We feel bound by this exact analysis of the status of a bus company which has no franchise. Since the buses legally occupy the streets, there can be no claim for compensation for such occupancy.

It is manifest that when, in the absence of a contract, bus owners collect fares from passengers, there is an invasion of the city’s power to sell the privilege of collecting fares. But this unlawful appropriation of the privilege ordinarily ancillary to a franchise cannot be ratified by the city on the theory of use and occupation because historically an action for the value of use and occupation has never been permitted unless the conventional relation of landlord and tenant or a situation analogous thereto exists between the parties. The Court of Appeals in Preston v. Hawley (101 N. Y. 586, 588) said: “ The plaintiff sought to recover in this action for the use and occupation by the defendant, of certain real property belonging to the plaintiff.
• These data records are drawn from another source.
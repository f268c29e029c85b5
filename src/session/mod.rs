//! Authentication session management.
//!
//! This module holds the one piece of state shared across every domain: the
//! bearer token. It is restored from durable storage at startup, written on
//! login, and cleared on logout or whenever any call comes back 401.
//!
//! # Architecture
//!
//! - [`SessionHolder`]: shared, watchable [`AuthSession`] plus persistence
//! - [`SessionStorage`]: durable key-value seam ([`FileStorage`], [`MemoryStorage`])
//!
//! # Example
//!
//! ```rust
//! use std::sync::Arc;
//! use hrms_portal::session::{MemoryStorage, SessionHolder};
//! use serde_json::json;
//!
//! # tokio_test();
//! # fn tokio_test() {
//! # tokio::runtime::Runtime::new().unwrap().block_on(async {
//! let session = SessionHolder::new(Arc::new(MemoryStorage::new()), "hrms.session");
//! session.login(&json!({ "token": "abc", "role": "employee" })).await.unwrap();
//!
//! let restored = session.restore_session().await;
//! assert!(restored.is_authenticated);
//! # });
//! # }
//! ```

mod holder;
mod storage;

pub use holder::{AuthSession, DEFAULT_SESSION_KEY, PersistedSession, SessionHolder};
pub use storage::{FileStorage, MemoryStorage, SessionStorage};
//! Process-wide authentication state.

use std::fmt;
use std::sync::{Arc, Mutex, PoisonError};

use serde::{Deserialize, Serialize};
use serde_json::Value;
use tokio::sync::watch;
use tracing::{debug, info, warn};

use super::storage::SessionStorage;
use crate::error::{PortalError, Result};
use crate::normalized::{extract_role, extract_token};
use crate::store::Snapshot;

/// Storage key used when none is configured.
pub const DEFAULT_SESSION_KEY: &str = "hrms.session";

/// Role whose sessions are never restored from storage.
const ADMIN_ROLE: &str = "admin";

/// Authentication state every domain call reads its bearer token from.
#[derive(Debug, Clone, PartialEq, Eq, Serialize)]
pub struct AuthSession {
    pub is_authenticated: bool,
    /// True until the persisted session has been looked at once.
    pub is_loading: bool,
    #[serde(skip_serializing)]
    pub token: Option<String>,
    pub role: Option<String>,
}

impl Default for AuthSession {
    fn default() -> Self {
        Self {
            is_authenticated: false,
            is_loading: true,
            token: None,
            role: None,
        }
    }
}

impl AuthSession {
    fn signed_out() -> Self {
        Self {
            is_loading: false,
            ..Self::default()
        }
    }

    fn signed_in(token: String, role: Option<String>) -> Self {
        Self {
            is_authenticated: true,
            is_loading: false,
            token: Some(token),
            role,
        }
    }
}

/// On-disk shape of a persisted session.
#[derive(Debug, Clone, Serialize, Deserialize)]
pub struct PersistedSession {
    pub token: Option<String>,
    #[serde(rename = "authData", default)]
    pub auth_data: Value,
}

/// Single source of truth for the bearer token.
///
/// Cloning is cheap; all clones share one state. The API client holds a clone
/// and is the only component besides explicit callers that may end a session
/// (via [`SessionHolder::expire`] on a 401).
#[derive(Clone)]
pub struct SessionHolder {
    inner: Arc<SessionInner>,
}

/// Callback run when an authenticated session ends.
type SignedOutHook = Arc<dyn Fn() + Send + Sync>;

struct SessionInner {
    state: watch::Sender<Snapshot<AuthSession>>,
    storage: Arc<dyn SessionStorage>,
    key: String,
    on_signed_out: Mutex<Vec<SignedOutHook>>,
}

impl fmt::Debug for SessionHolder {
    fn fmt(&self, f: &mut fmt::Formatter<'_>) -> fmt::Result {
        let current = self.current();
        f.debug_struct("SessionHolder")
            .field("key", &self.inner.key)
            .field("storage", &self.inner.storage)
            .field("is_authenticated", &current.is_authenticated)
            .field("is_loading", &current.is_loading)
            .finish_non_exhaustive()
    }
}

impl SessionHolder {
    pub fn new(storage: Arc<dyn SessionStorage>, key: impl Into<String>) -> Self {
        let (state, _rx) = watch::channel(Snapshot {
            version: 0,
            state: Arc::new(AuthSession::default()),
        });
        Self {
            inner: Arc::new(SessionInner {
                state,
                storage,
                key: key.into(),
                on_signed_out: Mutex::new(Vec::new()),
            }),
        }
    }

    /// Current bearer token, if signed in.
    #[must_use]
    pub fn token(&self) -> Option<String> {
        self.inner.state.borrow().state.token.clone()
    }

    #[must_use]
    pub fn is_authenticated(&self) -> bool {
        self.inner.state.borrow().state.is_authenticated
    }

    #[must_use]
    pub fn current(&self) -> Arc<AuthSession> {
        Arc::clone(&self.inner.state.borrow().state)
    }

    #[must_use]
    pub fn snapshot(&self) -> Snapshot<AuthSession> {
        self.inner.state.borrow().clone()
    }

    #[must_use]
    pub fn subscribe(&self) -> watch::Receiver<Snapshot<AuthSession>> {
        self.inner.state.subscribe()
    }

    /// Run `hook` whenever an authenticated session ends, whether by
    /// [`logout`](Self::logout) or by [`expire`](Self::expire).
    ///
    /// Hooks run synchronously, before the ending call returns.
    pub fn on_signed_out(&self, hook: impl Fn() + Send + Sync + 'static) {
        self.inner
            .on_signed_out
            .lock()
            .unwrap_or_else(PoisonError::into_inner)
            .push(Arc::new(hook));
    }

    /// Start a session from a login response.
    ///
    /// The token is taken from the first of `token`, `accessToken`,
    /// `access_token` (top level or inside `data`). Persisting is best
    /// effort: a storage failure is logged and the in-memory session stays.
    pub async fn login(&self, auth_response: &Value) -> Result<String> {
        let token = extract_token(auth_response).ok_or(PortalError::MissingToken)?;
        let role = extract_role(auth_response);

        let persisted = PersistedSession {
            token: Some(token.clone()),
            auth_data: auth_response.clone(),
        };
        match serde_json::to_string(&persisted) {
            Ok(raw) => {
                if let Err(e) = self.inner.storage.save(&self.inner.key, &raw).await {
                    warn!(name: "session.persist_failed", error = %e, "Could not persist session");
                }
            }
            Err(e) => {
                warn!(name: "session.persist_failed", error = %e, "Could not serialize session");
            }
        }

        self.replace(AuthSession::signed_in(token.clone(), role));
        info!(name: "session.login", "Session started");
        Ok(token)
    }

    /// Restore the persisted session, if any. Never fails.
    ///
    /// Administrative sessions and unreadable entries are discarded and
    /// deleted. `is_loading` is false afterwards on every path.
    pub async fn restore_session(&self) -> Arc<AuthSession> {
        let restored = match self.inner.storage.load(&self.inner.key).await {
            Ok(Some(raw)) => self.restore_from(&raw).await,
            Ok(None) => {
                debug!(name: "session.restore.empty", "No persisted session");
                AuthSession::signed_out()
            }
            Err(e) => {
                warn!(name: "session.restore.failed", error = %e, "Could not read persisted session");
                AuthSession::signed_out()
            }
        };
        self.replace(restored);
        self.current()
    }

    async fn restore_from(&self, raw: &str) -> AuthSession {
        let persisted: PersistedSession = match serde_json::from_str(raw) {
            Ok(p) => p,
            Err(e) => {
                warn!(name: "session.restore.corrupt", error = %e, "Discarding unreadable session");
                self.clear_storage().await;
                return AuthSession::signed_out();
            }
        };

        let role = extract_role(&persisted.auth_data);
        if role
            .as_deref()
            .is_some_and(|r| r.eq_ignore_ascii_case(ADMIN_ROLE))
        {
            info!(name: "session.restore.admin", "Administrative sessions are not restored");
            self.clear_storage().await;
            return AuthSession::signed_out();
        }

        let token = persisted
            .token
            .filter(|t| !t.trim().is_empty())
            .or_else(|| extract_token(&persisted.auth_data));
        match token {
            Some(token) => {
                info!(name: "session.restored", "Persisted session restored");
                AuthSession::signed_in(token, role)
            }
            None => {
                self.clear_storage().await;
                AuthSession::signed_out()
            }
        }
    }

    /// Explicit sign-out.
    pub async fn logout(&self) {
        self.replace(AuthSession::signed_out());
        self.clear_storage().await;
        info!(name: "session.logout", "Session ended");
    }

    /// Central 401 handling: drop the session whichever domain saw it.
    pub async fn expire(&self) {
        let was_authenticated = self.is_authenticated();
        self.replace(AuthSession::signed_out());
        self.clear_storage().await;
        if was_authenticated {
            warn!(name: "session.expired", "Server rejected the token; session cleared");
        }
    }

    fn replace(&self, next: AuthSession) {
        let mut ended = false;
        self.inner.state.send_if_modified(|current| {
            if *current.state == next {
                return false;
            }
            ended = current.state.is_authenticated && !next.is_authenticated;
            current.version += 1;
            current.state = Arc::new(next);
            true
        });
        if ended {
            self.run_signed_out_hooks();
        }
    }

    fn run_signed_out_hooks(&self) {
        // Hooks run outside the lock.
        let hooks: Vec<SignedOutHook> = self
            .inner
            .on_signed_out
            .lock()
            .unwrap_or_else(PoisonError::into_inner)
            .clone();
        for hook in hooks {
            hook();
        }
    }

    async fn clear_storage(&self) {
        if let Err(e) = self.inner.storage.remove(&self.inner.key).await {
            warn!(name: "session.clear_failed", error = %e, "Could not delete persisted session");
        }
    }
}

#[cfg(test)]
mod tests {
    use super::*;
    use crate::session::MemoryStorage;
    use serde_json::json;

    fn holder() -> (SessionHolder, Arc<MemoryStorage>) {
        let storage = Arc::new(MemoryStorage::new());
        let holder = SessionHolder::new(storage.clone(), DEFAULT_SESSION_KEY);
        (holder, storage)
    }

    #[tokio::test]
    async fn test_initial_state_is_loading() {
        let (holder, _) = holder();
        let current = holder.current();
        assert!(current.is_loading);
        assert!(!current.is_authenticated);

        let restored = holder.restore_session().await;
        assert!(!restored.is_loading);
        assert!(!restored.is_authenticated);
    }

    #[tokio::test]
    async fn test_login_persists_token_and_auth_data() {
        let (holder, storage) = holder();
        let token = holder
            .login(&json!({"access_token": "tok-1", "role": "employee"}))
            .await
            .unwrap();
        assert_eq!(token, "tok-1");
        assert!(holder.is_authenticated());

        let raw = storage.load(DEFAULT_SESSION_KEY).await.unwrap().unwrap();
        let persisted: Value = serde_json::from_str(&raw).unwrap();
        assert_eq!(persisted["token"], "tok-1");
        assert_eq!(persisted["authData"]["role"], "employee");
    }

    #[tokio::test]
    async fn test_login_without_token_is_rejected() {
        let (holder, _) = holder();
        let err = holder.login(&json!({"message": "ok"})).await.unwrap_err();
        assert!(matches!(err, PortalError::MissingToken));
        assert!(!holder.is_authenticated());
    }

    #[tokio::test]
    async fn test_signed_out_hooks_fire_once_per_ended_session() {
        use std::sync::atomic::{AtomicUsize, Ordering};

        let (holder, _) = holder();
        let fired = Arc::new(AtomicUsize::new(0));
        let counter = Arc::clone(&fired);
        holder.on_signed_out(move || {
            counter.fetch_add(1, Ordering::SeqCst);
        });

        holder.expire().await;
        assert_eq!(fired.load(Ordering::SeqCst), 0);

        holder.login(&json!({"token": "t"})).await.unwrap();
        holder.expire().await;
        holder.expire().await;
        assert_eq!(fired.load(Ordering::SeqCst), 1);

        holder.login(&json!({"token": "t"})).await.unwrap();
        holder.logout().await;
        assert_eq!(fired.load(Ordering::SeqCst), 2);
    }

    #[tokio::test]
    async fn test_corrupt_entry_is_cleared() {
        let (holder, storage) = holder();
        storage.save(DEFAULT_SESSION_KEY, "{not json").await.unwrap();

        let restored = holder.restore_session().await;
        assert!(!restored.is_authenticated);
        assert!(!restored.is_loading);
        assert_eq!(storage.load(DEFAULT_SESSION_KEY).await.unwrap(), None);
    }

    #[tokio::test]
    async fn test_expire_clears_session() {
        let (holder, storage) = holder();
        holder.login(&json!({"token": "t"})).await.unwrap();
        holder.expire().await;
        assert!(!holder.is_authenticated());
        assert_eq!(holder.token(), None);
        assert_eq!(storage.load(DEFAULT_SESSION_KEY).await.unwrap(), None);
    }
}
It is not disputed by the respondent, but that it was not only necessary, to prove the title of the premises in the plaintiff, and the occupancy thereof, by the defendant, but that the conventional relation of landlord and tenant existed between the parties, in order to maintain the action. (Thompson v. Bower, 60 Barb. 463, 477; Sylvester v. Ralston, 31 id. 286; Hall v. Southmayd, 15 id. 32, 36.) This is the uniform doctrine of the cases and elementary writers, and has been indisputable law since the enactment of the statute authorizing this form of action. It is not, however, essential that the relation should be created by written instrument or express agreement, but there must be proof of some circumstances authorizing an inference that the parties intended to assume such relations toward each other, to support the action. (Benjamin v. Benjamin, 5 N. Y. 383, 388; authorities supra.)

This view was restated when the same case was again before the court (139 N. Y. 296, 298) as follows: “ The plaintiff cannot, therefore, recover without establishing the conventional relation of landlord and tenant. He succeeded to the title by purchase from the defendant, who remained in possession after the sale, during *34the period for which rent is claimed. But the bare proof of use and occupation by the vendor, after conveyance of the premises granted, is not sufficient to support an action for compensation under the statute. The purchaser’s remedy, in such cases, is trespass, or ejectment, and for the recovery of mesne profits. (Woodfall’s L. and T. [11th ed.] 510; Boston v. Binney, 11 Pick. 1; Greenup v. Vernor, 16 Ill. 26; Tew v. Jones, 13 Meeson & Welsby, 12.) ”

In the absence of a contract between the parties covering the period for which recovery is sought, there can be no inference that a relationship like that of landlord and tenant exists between the plaintiff and the defendant. The plaintiff has no title to the streets (Beekman v. Third Avenue R. R. Co., 153 N. Y. 144, 152, and People ex rel. City of New York v. N. Y. R. Co., 217 id. 310, 312), and the defendant, so far as appears from these records and complaints, has consistently refused to make any bargain with respect to the occupation of the streets.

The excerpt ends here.